We can only blame political theorists such as Joseph Schumpeter, who diminished the role of direct democracy and citizen participation and instead, emphasized the system of representation where the key role of citizens is to form a government by participating in the core process of electing their representatives.

This model of democratic governance, thus, forces the citizen to be either obedient or unhappy ‒ who would wait until the next election cycle to punish their elected representatives who failed in their duties.

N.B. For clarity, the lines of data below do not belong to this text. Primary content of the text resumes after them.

//! SQLite backend for treevite.
//!
//! All cross-request coordination lives here: code uniqueness is a UNIQUE
//! constraint surfaced as `AlreadyExists`, and exactly-once invite
//! consumption is a single conditional UPDATE whose affected-row count
//! distinguishes the winner of a redemption race from the loser.

use chrono::{DateTime, Utc};
use sqlx::{sqlite::SqlitePoolOptions, SqlitePool};
use uuid::Uuid;

use treevite_storage::{
    AccountId, ConversationId, CreateInviteParams, CreateWaveParams, Invite, InviteFilter,
    InviteId, InviteStatus, LoginCredential, Page, PageRequest, Participant, ParticipantId, Store,
    StoreError, UpsertLoginCredentialParams, Wave, WaveId,
};

static MIGRATOR: sqlx::migrate::Migrator = sqlx::migrate!("./migrations");

pub struct SqliteStore {
    pool: SqlitePool,
}

impl SqliteStore {
    pub async fn open_in_memory() -> Result<Self, StoreError> {
        Self::open("sqlite::memory:").await
    }

    pub async fn open(url: &str) -> Result<Self, StoreError> {
        let pool = SqlitePoolOptions::new()
            .max_connections(1)
            .connect(url)
            .await
            .map_err(|e| StoreError::Backend(e.to_string()))?;

        MIGRATOR
            .run(&pool)
            .await
            .map_err(|e| StoreError::Backend(e.to_string()))?;

        Ok(Self { pool })
    }
}

fn parse_uuid(s: &str) -> Result<Uuid, StoreError> {
    Uuid::try_parse(s).map_err(|e| StoreError::Backend(e.to_string()))
}

fn ts(secs: i64) -> Result<DateTime<Utc>, StoreError> {
    DateTime::from_timestamp(secs, 0)
        .ok_or_else(|| StoreError::Backend(format!("bad timestamp: {secs}")))
}

fn map_insert_err(e: sqlx::Error) -> StoreError {
    let s = e.to_string();
    if s.contains("UNIQUE") {
        StoreError::AlreadyExists
    } else {
        StoreError::Backend(s)
    }
}

// Column order shared by every wave SELECT.
const WAVE_COLS: &str =
    "id,conversation_id,wave_number,parent_wave,invites_per_user,owner_invites,size,created_at";

type WaveRow = (String, String, i64, i64, i64, i64, i64, i64);

fn wave_from_row(row: WaveRow) -> Result<Wave, StoreError> {
    let (id, conversation_id, wave_number, parent_wave, invites_per_user, owner_invites, size, created_at) =
        row;
    Ok(Wave {
        id: WaveId(parse_uuid(&id)?),
        conversation_id: ConversationId(parse_uuid(&conversation_id)?),
        wave_number,
        parent_wave,
        invites_per_user,
        owner_invites,
        size,
        created_at: ts(created_at)?,
    })
}

// Column order shared by every invite SELECT.
const INVITE_COLS: &str = "id,conversation_id,wave_id,parent_invite_id,code,\
     owner_participant_id,status,consumed_by,consumed_at,created_at";

type InviteRow = (
    String,
    String,
    String,
    Option<String>,
    String,
    Option<String>,
    String,
    Option<String>,
    Option<i64>,
    i64,
);

fn invite_from_row(row: InviteRow) -> Result<Invite, StoreError> {
    let (id, conversation_id, wave_id, parent_invite_id, code, owner, status, consumed_by, consumed_at, created_at) =
        row;
    Ok(Invite {
        id: InviteId(parse_uuid(&id)?),
        conversation_id: ConversationId(parse_uuid(&conversation_id)?),
        wave_id: WaveId(parse_uuid(&wave_id)?),
        parent_invite_id: parent_invite_id
            .as_deref()
            .map(parse_uuid)
            .transpose()?
            .map(InviteId),
        code,
        owner_participant_id: owner.as_deref().map(parse_uuid).transpose()?.map(ParticipantId),
        status: status.parse::<InviteStatus>().map_err(StoreError::Backend)?,
        consumed_by: consumed_by.as_deref().map(parse_uuid).transpose()?.map(ParticipantId),
        consumed_at: consumed_at.map(ts).transpose()?,
        created_at: ts(created_at)?,
    })
}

Mobilization is, therefore, more engaged by anger and dissatisfaction and less by voluntarism and citizen action.

Despite the growth of civil society voluntarism, and of community-based models of local governance, the dominant mode is that most citizens engage the state at the backs of anger and dissatisfaction during elections, and not as forward-looking, active participants in the political process to provide solutions to problems they face in their immediate communities.

Thus, instead of being proactive, most would be reactive. When you juxtapose this with weak political institutions, and a system that is prone to corruption and inertia brought by structural impediments, then we have a recipe for political disaster.

Our social landscape, in reality, is equipped with the ability to survive weak and soft states. We have an organically rooted sense of community that replaces the formality of the state to maintain social and political order. When a crisis hits, we rely on our family, friends and neighbors.

We have been hit by the worst storms, but almost instantly, and while the state is unable to immediately recover from the shock, our creativity and innovativeness overlay with our sense of shared selves or “kapwa” to help each other and be conscious of our social obligations to a collective.

This is not a legislated virtue but is a deep reflection of who we are as a nation. We saw this in EDSA when despite the Marcos government collapsing and the Aquino government still unable to put things into order, there was no massive rioting and violence.

We felt this in Ondoy and in Yolanda, where amid death and destruction, and before the state could react, that people were already helping each other and, as Anderson Cooper brilliantly described it, were ready to teach the world how to live.

It is most unfortunate that this organic power is now being eroded by political partisanship that has been fanned by demagoguery and intense political vitriol, particularly on social media. And the feeling that drives this is when people begin building fences instead of gates and windows when they deal with others.

It is here that the Schumpeterian mode of democracy has taken its toll. Advised to take a rest during the post-election hiatus, many citizens hibernate not only from their civic duties but even from their own communities. These are the people who do not even care about their neighbors, or would not attend town hall meetings, or if they do, do not speak up.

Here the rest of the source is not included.